[EXERCISE PROMPT]
Beneath this line is the data. Output exactly the lines from the line with "and handed to" to the line with "Device CLI settings", both ends included, and nothing more.

:: AVAILABLE DATA

//! Configuration loading.
//!
//! Settings live in a TOML file (default `~/.zotrm/config.toml`). The file is
//! read once at startup; the resulting [`Config`] is immutable and handed to
//! each component by reference. Path values may use `~` and `$VARS`.
//!
//! ```toml
//! [zotero]
//! library_id = "123456"
//! api_key = "..."
//! storage_dir = "~/Zotero/storage"
//! send_tag = "to_remarkable"
//! replace_tag = "on_remarkable"
//!
//! [rmapi]
//! path = "~/go/bin/rmapi"
//!
//! [remarkable]
//! default_dir = "Zotero"
//! ```

use std::path::{Path, PathBuf};

use serde::Deserialize;
use tracing::info;

use crate::error::{Result, SyncError};
use crate::types::TagConfig;

/// Environment variable that overrides the config file location
pub const CONFIG_ENV: &str = "ZOTRM_CONFIG";

/// Reference library settings
#[derive(Debug, Clone, PartialEq, Eq, Deserialize)]
pub struct ZoteroConfig {
    pub library_id: String,
    /// "user" or "group"
    #[serde(default = "default_library_type")]
    pub library_type: String,
    pub api_key: String,
    /// Root of the library's managed storage tree
    pub storage_dir: PathBuf,
    /// Root that linked attachment paths are relative to
    #[serde(default)]
    pub attachment_dir: Option<PathBuf>,
    pub send_tag: String,
    #[serde(default)]
    pub replace_tag: Option<String>,
}

fn default_library_type() -> String {
    "user".to_string()
}

/// Device CLI settings
#[derive(Debug, Clone, PartialEq, Eq, Deserialize)]
pub struct RmapiConfig {
    pub path: PathBuf,
}

/// Device folder layout
#[derive(Debug, Clone, PartialEq, Eq, Deserialize)]
pub struct RemarkableConfig {
    /// Folder for records that belong to no collection
    pub default_dir: String,
    /// Folder every collection hierarchy is placed under
    #[serde(default)]
    pub base_dir: Option<String>,
}

impl RemarkableConfig {
    /// Base folder components, or empty when unset or the device root
    pub fn base_folders(&self) -> Vec<String> {
        self.base_dir
            .as_deref()
            .map(|base| {
                base.split('/')
                    .filter(|part| !part.is_empty())
                    .map(str::to_string)
                    .collect()
            })
            .unwrap_or_default()
    }
}

/// Annotation extraction tool settings
#[derive(Debug, Clone, PartialEq, Eq, Deserialize)]
pub struct RemarksConfig {
    /// Source directory (run as a python module) or executable
    pub path: PathBuf,
    #[serde(default = "default_python")]
    pub python: String,
}

fn default_python() -> String {
    "python3".to_string()
}

/// Landscape transform settings
#[derive(Debug, Clone, PartialEq, Eq, Deserialize)]
pub struct TransformConfig {
    #[serde(default = "default_transform_command")]
    pub command: String,
    /// `{input}` and `{output}` are replaced with file paths
    #[serde(default = "default_transform_args")]
    pub args: Vec<String>,
}

impl Default for TransformConfig {
    fn default() -> Self {
        Self {
            command: default_transform_command(),
            args: default_transform_args(),
        }
    }
}

fn default_transform_command() -> String {
    "qpdf".to_string()
}

fn default_transform_args() -> Vec<String> {
    vec![
        "--rotate=+90".to_string(),
        "{input}".to_string(),
        "{output}".to_string(),
    ]
}

/// Complete configuration
#[derive(Debug, Clone, PartialEq, Eq, Deserialize)]
pub struct Config {
    pub zotero: ZoteroConfig,
    pub rmapi: RmapiConfig,
    pub remarkable: RemarkableConfig,
    /// Without it, inbound sync cannot run
    #[serde(default)]
    pub remarks: Option<RemarksConfig>,
    #[serde(default)]
    pub transform: Option<TransformConfig>,
}

impl Config {
    /// `~/.zotrm/config.toml`
    pub fn default_config_path() -> PathBuf {
        dirs::home_dir()
            .unwrap_or_else(|| PathBuf::from("."))
            .join(".zotrm")
            .join("config.toml")
    }

    /// Load from an explicit path
    pub fn from_file(path: &Path) -> Result<Self> {
        if !path.exists() {
            return Err(SyncError::Config(format!(
                "Configuration file not found: {}",
                path.display()
            )));
        }
        let content = std::fs::read_to_string(path).map_err(|e| {
            SyncError::Config(format!("Failed to read {}: {}", path.display(), e))
        })?;
        info!("Loading config from: {}", path.display());
        content.parse()
    }

    /// Load from `path` if given, else the default location
    pub fn load(path: Option<&Path>) -> Result<Self> {
        match path {
            Some(path) => Self::from_file(path),
            None => Self::from_file(&Self::default_config_path()),
        }
    }

    fn expand_paths(&mut self) -> Result<()> {
        self.zotero.storage_dir = expand(&self.zotero.storage_dir)?;
        if let Some(dir) = &self.zotero.attachment_dir {
            self.zotero.attachment_dir = Some(expand(dir)?);
        }
        self.rmapi.path = expand(&self.rmapi.path)?;
        if let Some(remarks) = &mut self.remarks {
            remarks.path = expand(&remarks.path)?;
        }
        Ok(())
    }

    /// Reject values that would make every sync step fail
    pub fn validate(&self) -> Result<()> {
        let required = [
            ("zotero.library_id", &self.zotero.library_id),
            ("zotero.api_key", &self.zotero.api_key),
            ("zotero.send_tag", &self.zotero.send_tag),
            ("remarkable.default_dir", &self.remarkable.default_dir),
        ];
        for (name, value) in required {
            if value.trim().is_empty() {
                return Err(SyncError::Config(format!("{} must not be empty", name)));
            }
        }

        if !matches!(self.zotero.library_type.as_str(), "user" | "group") {
            return Err(SyncError::Config(format!(
                "zotero.library_type must be \"user\" or \"group\", got {:?}",
                self.zotero.library_type
            )));
        }

        if self.zotero.replace_tag.as_deref() == Some(self.zotero.send_tag.as_str()) {
            return Err(SyncError::Config(
                "zotero.replace_tag must differ from zotero.send_tag".to_string(),
            ));
        }

        Ok(())
    }

    /// Tag names encoding sync state
    pub fn tag_config(&self) -> TagConfig {
        TagConfig {
            export_tag: self.zotero.send_tag.clone(),
            post_export_tag: self.zotero.replace_tag.clone(),
        }
    }
}

impl std::str::FromStr for Config {
    type Err = SyncError;

    fn from_str(content: &str) -> Result<Self> {
        let mut config: Config = toml::from_str(content)
            .map_err(|e| SyncError::Config(format!("Failed to parse TOML: {}", e)))?;
        config.expand_paths()?;
        config.validate()?;
        Ok(config)
    }
}

fn expand(path: &Path) -> Result<PathBuf> {
    let raw = path.to_string_lossy();
    let expanded = shellexpand::full(&raw)
        .map_err(|e| SyncError::Config(format!("Failed to expand {}: {}", raw, e)))?;
    Ok(PathBuf::from(expanded.into_owned()))
}

#[cfg(test)]
mod tests {
    use super::*;

    const MINIMAL: &str = r#"
[zotero]
library_id = "5276282"
api_key = "secret"
storage_dir = "/data/zotero/storage"
send_tag = "to_rm"
replace_tag = "on_rm"

[rmapi]
path = "/usr/local/bin/rmapi"

[remarkable]
default_dir = "Zotero"
base_dir = "/"
"#;

    #[test]
    fn test_parse_minimal() {
        let config: Config = MINIMAL.parse().unwrap();
        assert_eq!(config.zotero.library_type, "user");
        assert_eq!(config.zotero.storage_dir, PathBuf::from("/data/zotero/storage"));
        assert!(config.remarks.is_none());
        assert!(config.remarkable.base_folders().is_empty());

        let tags = config.tag_config();
        assert_eq!(tags.export_tag, "to_rm");
        assert_eq!(tags.post_export_tag.as_deref(), Some("on_rm"));
    }

    #[test]
    fn test_missing_section_is_config_error() {
        let err = "[zotero]\nlibrary_id = \"1\"".parse::<Config>().unwrap_err();
        assert!(matches!(err, SyncError::Config(_)));
        assert!(err.is_run_fatal());
    }

    #[test]
    fn test_empty_send_tag_rejected() {
        let content = MINIMAL.replace("send_tag = \"to_rm\"", "send_tag = \"\"");
        let err = content.parse::<Config>().unwrap_err();
        assert!(err.to_string().contains("zotero.send_tag"));
    }

    #[test]
    fn test_same_send_and_replace_tag_rejected() {
        let content = MINIMAL.replace("replace_tag = \"on_rm\"", "replace_tag = \"to_rm\"");
        assert!(content.parse::<Config>().is_err());
    }

    #[test]
    fn test_base_dir_components() {
        let remarkable = RemarkableConfig {
            default_dir: "Zotero".to_string(),
            base_dir: Some("/Library/Papers/".to_string()),
        };
        assert_eq!(remarkable.base_folders(), vec!["Library", "Papers"]);
    }

    #[test]
    fn test_transform_defaults() {
        let content = format!("{}\n[transform]\n", MINIMAL);
        let config: Config = content.parse().unwrap();
        assert_eq!(config.transform, Some(TransformConfig::default()));
    }

    #[test]
    fn test_missing_file() {
        let dir = tempfile::tempdir().unwrap();
        let err = Config::from_file(&dir.path().join("absent.toml")).unwrap_err();
        assert!(matches!(err, SyncError::Config(_)));
    }
}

::::

[EXERCISE RESPONSE]
//! read once at startup; the resulting [`Config`] is immutable and handed to
//! each component by reference. Path values may use `~` and `$VARS`.
//!
//! ```toml
//! [zotero]
//! library_id = "123456"
//! api_key = "..."
//! storage_dir = "~/Zotero/storage"
//! send_tag = "to_remarkable"
//! replace_tag = "on_remarkable"
//!
//! [rmapi]
//! path = "~/go/bin/rmapi"
//!
//! [remarkable]
//! default_dir = "Zotero"
//! ```

use std::path::{Path, PathBuf};

use serde::Deserialize;
use tracing::info;

use crate::error::{Result, SyncError};
use crate::types::TagConfig;

/// Environment variable that overrides the config file location
pub const CONFIG_ENV: &str = "ZOTRM_CONFIG";

/// Reference library settings
#[derive(Debug, Clone, PartialEq, Eq, Deserialize)]
pub struct ZoteroConfig {
    pub library_id: String,
    /// "user" or "group"
    #[serde(default = "default_library_type")]
    pub library_type: String,
    pub api_key: String,
    /// Root of the library's managed storage tree
    pub storage_dir: PathBuf,
    /// Root that linked attachment paths are relative to
    #[serde(default)]
    pub attachment_dir: Option<PathBuf>,
    pub send_tag: String,
    #[serde(default)]
    pub replace_tag: Option<String>,
}

fn default_library_type() -> String {
    "user".to_string()
}

/// Device CLI settings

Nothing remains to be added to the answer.